START RECORDED DATA

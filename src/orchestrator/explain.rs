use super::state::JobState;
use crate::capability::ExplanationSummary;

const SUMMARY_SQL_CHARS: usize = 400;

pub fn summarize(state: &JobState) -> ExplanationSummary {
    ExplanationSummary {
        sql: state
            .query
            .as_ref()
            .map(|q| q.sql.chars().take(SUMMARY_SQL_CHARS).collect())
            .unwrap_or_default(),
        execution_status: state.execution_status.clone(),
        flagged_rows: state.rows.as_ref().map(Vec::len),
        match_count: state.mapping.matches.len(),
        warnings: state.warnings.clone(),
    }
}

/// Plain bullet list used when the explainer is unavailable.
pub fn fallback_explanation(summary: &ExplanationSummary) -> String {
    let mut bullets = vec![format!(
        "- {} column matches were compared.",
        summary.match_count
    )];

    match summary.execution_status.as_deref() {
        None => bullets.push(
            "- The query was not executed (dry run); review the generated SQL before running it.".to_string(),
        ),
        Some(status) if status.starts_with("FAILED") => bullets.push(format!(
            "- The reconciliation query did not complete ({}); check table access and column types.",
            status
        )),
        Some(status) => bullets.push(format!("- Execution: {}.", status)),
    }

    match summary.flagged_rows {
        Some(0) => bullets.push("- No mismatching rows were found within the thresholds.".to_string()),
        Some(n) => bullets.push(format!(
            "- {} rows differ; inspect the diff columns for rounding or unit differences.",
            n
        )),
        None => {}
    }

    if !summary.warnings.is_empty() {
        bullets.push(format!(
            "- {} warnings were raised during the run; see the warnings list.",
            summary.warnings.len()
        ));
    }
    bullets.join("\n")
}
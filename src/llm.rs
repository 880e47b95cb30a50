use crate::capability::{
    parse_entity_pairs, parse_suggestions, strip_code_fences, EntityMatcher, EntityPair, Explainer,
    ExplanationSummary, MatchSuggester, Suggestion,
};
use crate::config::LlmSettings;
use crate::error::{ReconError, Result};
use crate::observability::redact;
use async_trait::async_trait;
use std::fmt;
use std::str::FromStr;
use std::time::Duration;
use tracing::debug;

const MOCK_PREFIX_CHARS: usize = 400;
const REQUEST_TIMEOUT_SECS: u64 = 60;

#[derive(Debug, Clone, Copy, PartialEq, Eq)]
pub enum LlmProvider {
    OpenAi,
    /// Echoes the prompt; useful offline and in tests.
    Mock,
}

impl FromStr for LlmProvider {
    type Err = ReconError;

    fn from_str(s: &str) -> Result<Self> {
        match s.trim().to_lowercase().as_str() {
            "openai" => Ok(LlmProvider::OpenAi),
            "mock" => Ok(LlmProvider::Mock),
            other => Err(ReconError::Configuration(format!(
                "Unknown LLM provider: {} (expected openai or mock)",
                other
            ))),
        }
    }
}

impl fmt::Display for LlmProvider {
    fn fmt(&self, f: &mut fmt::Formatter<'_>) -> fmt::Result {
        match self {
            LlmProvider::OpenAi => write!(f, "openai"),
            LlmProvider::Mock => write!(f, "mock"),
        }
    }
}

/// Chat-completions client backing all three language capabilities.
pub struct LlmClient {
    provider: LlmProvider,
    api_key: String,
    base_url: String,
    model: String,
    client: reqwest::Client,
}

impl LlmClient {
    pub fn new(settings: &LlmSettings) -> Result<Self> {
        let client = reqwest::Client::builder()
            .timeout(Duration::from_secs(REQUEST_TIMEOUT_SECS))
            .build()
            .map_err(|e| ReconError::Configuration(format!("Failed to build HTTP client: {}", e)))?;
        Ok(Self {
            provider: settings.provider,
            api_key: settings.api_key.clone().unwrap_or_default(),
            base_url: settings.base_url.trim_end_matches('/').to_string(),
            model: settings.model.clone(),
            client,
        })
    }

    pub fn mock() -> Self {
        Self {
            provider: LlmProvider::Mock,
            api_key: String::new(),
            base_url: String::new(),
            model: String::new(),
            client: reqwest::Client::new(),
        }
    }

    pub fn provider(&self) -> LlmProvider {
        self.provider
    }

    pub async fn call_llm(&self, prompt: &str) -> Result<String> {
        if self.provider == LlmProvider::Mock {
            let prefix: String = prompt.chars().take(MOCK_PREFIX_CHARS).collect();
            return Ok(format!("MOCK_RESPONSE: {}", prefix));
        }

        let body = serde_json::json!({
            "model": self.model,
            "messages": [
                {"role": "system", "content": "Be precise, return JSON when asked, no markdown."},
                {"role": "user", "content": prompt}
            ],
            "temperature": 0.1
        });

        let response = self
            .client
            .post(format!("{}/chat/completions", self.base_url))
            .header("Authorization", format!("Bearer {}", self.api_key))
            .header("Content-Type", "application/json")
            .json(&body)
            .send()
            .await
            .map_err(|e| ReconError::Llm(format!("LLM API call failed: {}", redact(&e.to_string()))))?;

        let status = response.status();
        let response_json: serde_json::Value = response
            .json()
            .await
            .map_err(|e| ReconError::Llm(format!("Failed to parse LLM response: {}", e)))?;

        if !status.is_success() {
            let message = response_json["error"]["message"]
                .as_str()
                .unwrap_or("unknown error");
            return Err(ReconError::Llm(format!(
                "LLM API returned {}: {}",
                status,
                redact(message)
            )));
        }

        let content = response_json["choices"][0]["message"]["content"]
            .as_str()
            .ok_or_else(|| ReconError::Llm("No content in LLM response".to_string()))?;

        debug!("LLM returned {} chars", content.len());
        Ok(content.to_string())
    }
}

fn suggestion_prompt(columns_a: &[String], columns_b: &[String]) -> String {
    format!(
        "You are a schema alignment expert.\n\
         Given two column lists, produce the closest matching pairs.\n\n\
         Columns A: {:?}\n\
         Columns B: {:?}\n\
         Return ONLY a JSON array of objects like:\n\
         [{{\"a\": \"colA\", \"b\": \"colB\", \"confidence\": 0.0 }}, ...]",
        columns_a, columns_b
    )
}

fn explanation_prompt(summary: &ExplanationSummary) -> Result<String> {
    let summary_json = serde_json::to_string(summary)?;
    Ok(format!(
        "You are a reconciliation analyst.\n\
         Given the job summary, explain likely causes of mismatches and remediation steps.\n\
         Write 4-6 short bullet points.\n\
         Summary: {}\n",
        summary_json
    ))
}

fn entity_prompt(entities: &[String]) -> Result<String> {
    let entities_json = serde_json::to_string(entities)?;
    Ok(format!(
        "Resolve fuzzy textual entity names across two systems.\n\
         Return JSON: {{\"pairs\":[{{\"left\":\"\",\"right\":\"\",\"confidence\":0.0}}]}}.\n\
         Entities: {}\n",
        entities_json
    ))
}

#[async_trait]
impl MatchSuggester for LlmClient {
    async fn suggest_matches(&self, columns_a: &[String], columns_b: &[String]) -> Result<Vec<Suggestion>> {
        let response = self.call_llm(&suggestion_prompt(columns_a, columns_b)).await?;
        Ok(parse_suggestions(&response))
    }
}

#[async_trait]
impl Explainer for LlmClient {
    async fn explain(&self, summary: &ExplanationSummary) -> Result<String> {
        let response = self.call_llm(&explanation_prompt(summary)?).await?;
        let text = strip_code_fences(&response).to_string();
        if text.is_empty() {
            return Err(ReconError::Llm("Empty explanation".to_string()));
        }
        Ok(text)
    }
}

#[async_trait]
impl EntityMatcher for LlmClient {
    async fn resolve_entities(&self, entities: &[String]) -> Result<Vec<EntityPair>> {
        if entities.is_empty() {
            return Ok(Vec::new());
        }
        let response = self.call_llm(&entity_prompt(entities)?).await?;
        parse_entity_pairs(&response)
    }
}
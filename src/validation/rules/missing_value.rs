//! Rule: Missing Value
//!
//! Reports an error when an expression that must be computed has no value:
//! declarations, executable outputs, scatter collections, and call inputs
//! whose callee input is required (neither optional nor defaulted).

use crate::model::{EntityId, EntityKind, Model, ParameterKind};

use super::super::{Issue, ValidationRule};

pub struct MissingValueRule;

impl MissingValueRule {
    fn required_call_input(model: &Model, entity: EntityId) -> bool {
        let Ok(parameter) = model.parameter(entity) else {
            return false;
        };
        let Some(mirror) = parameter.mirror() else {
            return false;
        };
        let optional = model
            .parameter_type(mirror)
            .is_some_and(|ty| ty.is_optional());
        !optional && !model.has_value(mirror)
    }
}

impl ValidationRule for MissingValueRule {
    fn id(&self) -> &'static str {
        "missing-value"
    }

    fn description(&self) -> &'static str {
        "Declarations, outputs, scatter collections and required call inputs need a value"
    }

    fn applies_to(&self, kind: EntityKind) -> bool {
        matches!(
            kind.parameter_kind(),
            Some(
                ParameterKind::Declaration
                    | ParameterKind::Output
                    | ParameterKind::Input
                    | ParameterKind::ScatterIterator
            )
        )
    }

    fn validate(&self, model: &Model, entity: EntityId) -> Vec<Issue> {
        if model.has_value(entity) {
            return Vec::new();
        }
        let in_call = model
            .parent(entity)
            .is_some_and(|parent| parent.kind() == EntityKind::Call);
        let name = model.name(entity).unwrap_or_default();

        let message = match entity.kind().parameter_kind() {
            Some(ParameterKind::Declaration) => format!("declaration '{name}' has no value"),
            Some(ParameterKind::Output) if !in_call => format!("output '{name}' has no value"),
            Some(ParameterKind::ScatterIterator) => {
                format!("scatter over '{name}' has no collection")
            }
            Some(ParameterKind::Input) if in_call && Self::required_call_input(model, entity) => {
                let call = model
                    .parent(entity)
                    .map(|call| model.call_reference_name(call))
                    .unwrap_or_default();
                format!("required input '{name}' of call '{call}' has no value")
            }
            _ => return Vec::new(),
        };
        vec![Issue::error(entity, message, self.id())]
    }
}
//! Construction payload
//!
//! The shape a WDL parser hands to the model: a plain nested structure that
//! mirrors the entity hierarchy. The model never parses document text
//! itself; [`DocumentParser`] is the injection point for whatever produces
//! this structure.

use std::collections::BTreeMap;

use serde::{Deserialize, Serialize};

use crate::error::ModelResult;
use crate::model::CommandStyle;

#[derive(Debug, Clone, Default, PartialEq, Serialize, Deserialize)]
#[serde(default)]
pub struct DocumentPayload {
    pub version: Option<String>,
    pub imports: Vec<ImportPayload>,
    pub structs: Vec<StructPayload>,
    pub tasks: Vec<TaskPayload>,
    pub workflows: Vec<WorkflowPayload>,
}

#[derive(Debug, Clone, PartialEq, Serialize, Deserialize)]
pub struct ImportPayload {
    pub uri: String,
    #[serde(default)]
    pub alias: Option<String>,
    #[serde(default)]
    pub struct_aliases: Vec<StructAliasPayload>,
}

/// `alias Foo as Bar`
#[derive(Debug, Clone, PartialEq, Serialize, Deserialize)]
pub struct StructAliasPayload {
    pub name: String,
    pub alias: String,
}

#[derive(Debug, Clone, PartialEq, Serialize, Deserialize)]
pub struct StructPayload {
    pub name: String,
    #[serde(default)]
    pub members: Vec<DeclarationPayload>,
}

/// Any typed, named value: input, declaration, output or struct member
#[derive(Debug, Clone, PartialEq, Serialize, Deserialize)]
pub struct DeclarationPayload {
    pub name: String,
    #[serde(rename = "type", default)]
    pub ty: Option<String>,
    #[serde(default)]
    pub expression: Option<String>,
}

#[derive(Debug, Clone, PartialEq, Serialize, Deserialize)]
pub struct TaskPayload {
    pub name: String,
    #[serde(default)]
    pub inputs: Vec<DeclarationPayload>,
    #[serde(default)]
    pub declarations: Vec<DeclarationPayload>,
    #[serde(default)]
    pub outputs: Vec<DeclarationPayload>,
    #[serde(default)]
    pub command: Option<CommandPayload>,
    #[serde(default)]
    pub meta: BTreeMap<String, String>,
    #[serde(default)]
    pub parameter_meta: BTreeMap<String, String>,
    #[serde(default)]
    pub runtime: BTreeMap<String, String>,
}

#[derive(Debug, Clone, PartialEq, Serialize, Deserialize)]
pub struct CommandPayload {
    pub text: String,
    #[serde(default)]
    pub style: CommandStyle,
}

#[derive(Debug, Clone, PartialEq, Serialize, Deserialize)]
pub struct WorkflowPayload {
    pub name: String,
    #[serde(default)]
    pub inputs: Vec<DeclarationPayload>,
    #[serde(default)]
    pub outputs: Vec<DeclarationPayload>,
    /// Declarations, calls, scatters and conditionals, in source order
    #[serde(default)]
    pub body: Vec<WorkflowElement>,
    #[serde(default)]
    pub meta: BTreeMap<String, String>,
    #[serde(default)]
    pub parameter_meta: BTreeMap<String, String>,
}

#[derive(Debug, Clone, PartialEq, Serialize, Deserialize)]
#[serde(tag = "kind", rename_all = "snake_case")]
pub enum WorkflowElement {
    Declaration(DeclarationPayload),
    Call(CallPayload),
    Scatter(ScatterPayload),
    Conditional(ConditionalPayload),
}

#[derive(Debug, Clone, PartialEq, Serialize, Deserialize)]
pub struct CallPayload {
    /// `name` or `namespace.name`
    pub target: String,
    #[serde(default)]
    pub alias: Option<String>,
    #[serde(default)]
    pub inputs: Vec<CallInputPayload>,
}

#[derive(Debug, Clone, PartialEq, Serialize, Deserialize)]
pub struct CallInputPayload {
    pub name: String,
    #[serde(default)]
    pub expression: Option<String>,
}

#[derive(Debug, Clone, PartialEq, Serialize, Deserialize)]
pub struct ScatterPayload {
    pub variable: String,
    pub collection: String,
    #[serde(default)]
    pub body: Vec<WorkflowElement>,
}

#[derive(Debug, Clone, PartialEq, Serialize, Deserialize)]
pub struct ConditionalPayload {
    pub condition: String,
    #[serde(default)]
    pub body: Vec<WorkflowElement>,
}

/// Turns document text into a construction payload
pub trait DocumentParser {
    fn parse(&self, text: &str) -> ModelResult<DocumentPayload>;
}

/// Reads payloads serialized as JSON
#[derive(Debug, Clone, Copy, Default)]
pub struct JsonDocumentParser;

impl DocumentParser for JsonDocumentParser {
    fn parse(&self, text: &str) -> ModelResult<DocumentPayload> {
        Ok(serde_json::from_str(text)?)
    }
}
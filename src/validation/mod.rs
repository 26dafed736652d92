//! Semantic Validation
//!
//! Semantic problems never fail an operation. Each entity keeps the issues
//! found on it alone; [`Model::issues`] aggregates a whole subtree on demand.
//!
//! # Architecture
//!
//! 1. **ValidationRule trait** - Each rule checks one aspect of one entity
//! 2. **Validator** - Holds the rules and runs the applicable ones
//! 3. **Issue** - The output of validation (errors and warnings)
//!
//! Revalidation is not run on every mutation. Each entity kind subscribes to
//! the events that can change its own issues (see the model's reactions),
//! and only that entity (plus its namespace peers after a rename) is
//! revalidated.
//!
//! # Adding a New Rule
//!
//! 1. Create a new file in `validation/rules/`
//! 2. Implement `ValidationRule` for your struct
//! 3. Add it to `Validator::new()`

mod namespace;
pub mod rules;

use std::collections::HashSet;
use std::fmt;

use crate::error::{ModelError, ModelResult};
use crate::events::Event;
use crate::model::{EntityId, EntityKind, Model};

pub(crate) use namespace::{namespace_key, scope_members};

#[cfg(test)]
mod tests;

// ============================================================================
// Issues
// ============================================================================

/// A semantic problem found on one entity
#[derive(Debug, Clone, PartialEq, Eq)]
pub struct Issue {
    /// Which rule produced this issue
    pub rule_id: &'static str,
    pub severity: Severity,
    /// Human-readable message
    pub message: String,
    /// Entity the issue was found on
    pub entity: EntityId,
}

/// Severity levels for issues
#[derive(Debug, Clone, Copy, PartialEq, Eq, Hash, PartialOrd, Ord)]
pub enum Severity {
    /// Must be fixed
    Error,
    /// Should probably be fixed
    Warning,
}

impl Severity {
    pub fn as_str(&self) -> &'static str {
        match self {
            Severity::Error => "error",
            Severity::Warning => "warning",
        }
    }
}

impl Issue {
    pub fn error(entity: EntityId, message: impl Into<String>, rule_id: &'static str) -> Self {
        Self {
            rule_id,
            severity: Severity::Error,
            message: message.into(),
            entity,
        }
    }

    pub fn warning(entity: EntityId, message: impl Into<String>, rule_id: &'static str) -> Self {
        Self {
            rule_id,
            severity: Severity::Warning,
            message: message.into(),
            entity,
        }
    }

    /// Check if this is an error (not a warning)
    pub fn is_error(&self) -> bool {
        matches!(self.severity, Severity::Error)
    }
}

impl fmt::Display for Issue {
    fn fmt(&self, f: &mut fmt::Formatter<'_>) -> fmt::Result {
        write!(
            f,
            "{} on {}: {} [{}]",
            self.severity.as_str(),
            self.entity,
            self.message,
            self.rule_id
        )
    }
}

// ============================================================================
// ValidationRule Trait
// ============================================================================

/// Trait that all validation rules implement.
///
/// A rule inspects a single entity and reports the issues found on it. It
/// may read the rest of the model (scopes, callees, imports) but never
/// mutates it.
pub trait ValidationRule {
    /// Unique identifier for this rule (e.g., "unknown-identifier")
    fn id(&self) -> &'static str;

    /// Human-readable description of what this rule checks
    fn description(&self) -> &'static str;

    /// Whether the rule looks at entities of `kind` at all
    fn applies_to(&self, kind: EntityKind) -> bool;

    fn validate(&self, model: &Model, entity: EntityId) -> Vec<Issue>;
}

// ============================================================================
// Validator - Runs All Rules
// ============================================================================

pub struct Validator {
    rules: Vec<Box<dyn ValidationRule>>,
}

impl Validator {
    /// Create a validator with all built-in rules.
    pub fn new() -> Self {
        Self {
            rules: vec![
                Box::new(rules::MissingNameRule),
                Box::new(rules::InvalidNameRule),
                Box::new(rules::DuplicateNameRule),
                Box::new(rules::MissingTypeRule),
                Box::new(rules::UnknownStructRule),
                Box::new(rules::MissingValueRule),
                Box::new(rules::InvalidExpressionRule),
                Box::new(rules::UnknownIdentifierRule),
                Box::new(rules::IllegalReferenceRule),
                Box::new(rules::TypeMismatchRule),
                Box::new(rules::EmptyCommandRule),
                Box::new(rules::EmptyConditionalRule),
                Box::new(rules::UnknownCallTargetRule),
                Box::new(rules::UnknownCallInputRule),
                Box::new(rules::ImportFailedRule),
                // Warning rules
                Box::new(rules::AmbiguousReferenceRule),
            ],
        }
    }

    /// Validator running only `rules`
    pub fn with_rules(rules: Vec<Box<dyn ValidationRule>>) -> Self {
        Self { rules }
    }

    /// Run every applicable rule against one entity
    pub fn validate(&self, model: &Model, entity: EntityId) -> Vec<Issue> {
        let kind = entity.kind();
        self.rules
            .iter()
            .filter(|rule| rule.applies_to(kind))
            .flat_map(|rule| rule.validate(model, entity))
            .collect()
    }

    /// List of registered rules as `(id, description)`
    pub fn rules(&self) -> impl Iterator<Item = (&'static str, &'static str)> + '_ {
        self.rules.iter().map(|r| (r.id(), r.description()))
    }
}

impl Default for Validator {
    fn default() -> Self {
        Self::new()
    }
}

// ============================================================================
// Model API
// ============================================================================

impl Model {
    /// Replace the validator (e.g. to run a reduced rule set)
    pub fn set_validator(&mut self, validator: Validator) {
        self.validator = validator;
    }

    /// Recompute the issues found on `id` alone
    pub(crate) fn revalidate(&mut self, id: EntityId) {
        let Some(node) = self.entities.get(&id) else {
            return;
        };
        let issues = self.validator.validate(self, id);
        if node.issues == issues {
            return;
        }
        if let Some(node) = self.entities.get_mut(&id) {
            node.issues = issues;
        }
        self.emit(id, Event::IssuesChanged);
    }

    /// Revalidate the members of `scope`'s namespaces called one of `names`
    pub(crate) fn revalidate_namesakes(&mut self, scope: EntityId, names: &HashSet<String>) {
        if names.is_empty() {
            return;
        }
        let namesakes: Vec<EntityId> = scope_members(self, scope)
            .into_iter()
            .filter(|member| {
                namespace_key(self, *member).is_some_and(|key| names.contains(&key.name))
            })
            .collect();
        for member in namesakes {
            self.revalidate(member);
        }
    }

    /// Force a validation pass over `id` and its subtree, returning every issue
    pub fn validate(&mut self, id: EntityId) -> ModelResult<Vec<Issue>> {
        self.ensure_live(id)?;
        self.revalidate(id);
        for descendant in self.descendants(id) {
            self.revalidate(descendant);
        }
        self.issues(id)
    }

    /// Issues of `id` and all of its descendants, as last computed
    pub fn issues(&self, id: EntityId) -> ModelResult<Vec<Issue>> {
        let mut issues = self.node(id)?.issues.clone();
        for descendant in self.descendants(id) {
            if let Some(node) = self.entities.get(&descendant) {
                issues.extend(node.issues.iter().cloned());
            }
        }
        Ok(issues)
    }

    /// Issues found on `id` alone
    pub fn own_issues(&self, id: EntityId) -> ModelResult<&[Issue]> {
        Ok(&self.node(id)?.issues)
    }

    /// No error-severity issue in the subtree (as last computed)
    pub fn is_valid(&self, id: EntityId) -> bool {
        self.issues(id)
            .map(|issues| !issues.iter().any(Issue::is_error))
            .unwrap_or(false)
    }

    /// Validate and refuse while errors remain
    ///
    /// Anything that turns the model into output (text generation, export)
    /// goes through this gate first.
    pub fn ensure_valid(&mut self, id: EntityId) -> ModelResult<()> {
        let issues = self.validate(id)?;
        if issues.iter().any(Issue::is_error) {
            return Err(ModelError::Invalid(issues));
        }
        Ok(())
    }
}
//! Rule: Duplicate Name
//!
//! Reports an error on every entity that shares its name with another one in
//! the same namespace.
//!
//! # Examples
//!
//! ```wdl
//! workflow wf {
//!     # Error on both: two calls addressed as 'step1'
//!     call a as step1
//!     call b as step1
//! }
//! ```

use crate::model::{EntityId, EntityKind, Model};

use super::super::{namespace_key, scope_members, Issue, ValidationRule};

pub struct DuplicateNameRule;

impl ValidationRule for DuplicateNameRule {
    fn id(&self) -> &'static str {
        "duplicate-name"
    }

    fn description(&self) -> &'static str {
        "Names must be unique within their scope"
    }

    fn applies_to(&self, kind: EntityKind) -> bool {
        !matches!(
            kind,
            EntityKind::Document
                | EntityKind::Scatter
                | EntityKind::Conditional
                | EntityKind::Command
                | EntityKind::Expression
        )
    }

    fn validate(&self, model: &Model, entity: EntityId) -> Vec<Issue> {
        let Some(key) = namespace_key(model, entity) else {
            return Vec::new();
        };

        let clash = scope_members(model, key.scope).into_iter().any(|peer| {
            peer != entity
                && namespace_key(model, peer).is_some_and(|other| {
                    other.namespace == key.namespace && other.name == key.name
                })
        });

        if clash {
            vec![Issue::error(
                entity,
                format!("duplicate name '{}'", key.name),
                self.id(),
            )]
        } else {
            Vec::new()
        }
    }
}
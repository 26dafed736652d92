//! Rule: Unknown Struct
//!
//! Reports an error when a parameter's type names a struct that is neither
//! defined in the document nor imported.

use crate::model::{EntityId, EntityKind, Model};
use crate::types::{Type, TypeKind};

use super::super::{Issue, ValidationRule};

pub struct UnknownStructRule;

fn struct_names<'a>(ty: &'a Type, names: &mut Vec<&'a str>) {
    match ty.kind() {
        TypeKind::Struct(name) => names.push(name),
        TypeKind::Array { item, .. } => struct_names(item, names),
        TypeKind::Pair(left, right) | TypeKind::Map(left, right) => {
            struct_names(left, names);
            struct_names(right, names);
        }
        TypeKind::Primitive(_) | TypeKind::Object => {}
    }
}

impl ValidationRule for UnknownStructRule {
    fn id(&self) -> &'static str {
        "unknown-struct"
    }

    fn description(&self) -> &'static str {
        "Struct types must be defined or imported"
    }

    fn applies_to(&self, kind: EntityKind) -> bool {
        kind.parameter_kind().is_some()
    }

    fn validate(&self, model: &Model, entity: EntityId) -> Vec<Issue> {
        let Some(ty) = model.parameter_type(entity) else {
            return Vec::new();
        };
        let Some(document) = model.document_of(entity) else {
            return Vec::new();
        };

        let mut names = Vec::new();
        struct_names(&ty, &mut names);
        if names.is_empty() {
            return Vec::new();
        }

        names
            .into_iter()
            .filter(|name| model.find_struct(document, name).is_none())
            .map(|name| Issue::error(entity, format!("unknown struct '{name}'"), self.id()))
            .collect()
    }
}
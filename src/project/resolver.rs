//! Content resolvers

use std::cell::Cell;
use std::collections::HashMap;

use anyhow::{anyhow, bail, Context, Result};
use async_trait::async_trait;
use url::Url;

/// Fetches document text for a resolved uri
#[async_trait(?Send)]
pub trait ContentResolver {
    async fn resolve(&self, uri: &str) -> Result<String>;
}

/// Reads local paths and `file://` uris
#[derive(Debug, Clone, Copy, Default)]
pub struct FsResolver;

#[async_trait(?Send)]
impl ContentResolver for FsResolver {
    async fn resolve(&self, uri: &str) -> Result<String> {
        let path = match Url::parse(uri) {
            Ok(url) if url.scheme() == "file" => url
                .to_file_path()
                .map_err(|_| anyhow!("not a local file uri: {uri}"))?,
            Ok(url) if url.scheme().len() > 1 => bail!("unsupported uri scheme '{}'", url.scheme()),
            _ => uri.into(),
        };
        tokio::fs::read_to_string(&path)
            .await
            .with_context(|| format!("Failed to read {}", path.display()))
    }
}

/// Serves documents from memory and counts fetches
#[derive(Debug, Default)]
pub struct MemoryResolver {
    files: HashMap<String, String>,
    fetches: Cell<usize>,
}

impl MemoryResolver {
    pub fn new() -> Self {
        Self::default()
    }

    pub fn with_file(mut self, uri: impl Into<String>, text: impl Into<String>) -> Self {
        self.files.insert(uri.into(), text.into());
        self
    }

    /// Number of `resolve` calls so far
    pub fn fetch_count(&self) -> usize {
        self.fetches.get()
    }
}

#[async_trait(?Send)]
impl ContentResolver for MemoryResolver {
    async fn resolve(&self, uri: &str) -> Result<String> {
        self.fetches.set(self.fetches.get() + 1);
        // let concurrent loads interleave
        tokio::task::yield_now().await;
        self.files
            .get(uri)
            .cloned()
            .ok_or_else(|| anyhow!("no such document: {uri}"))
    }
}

END RECORDED DATA

Wherever the string "completions" shows up in the material, copy the line that holds it.

— WRITTEN RESPONSE —
/// Chat-completions client backing all three language capabilities.
            .post(format!("{}/chat/completions", self.base_url))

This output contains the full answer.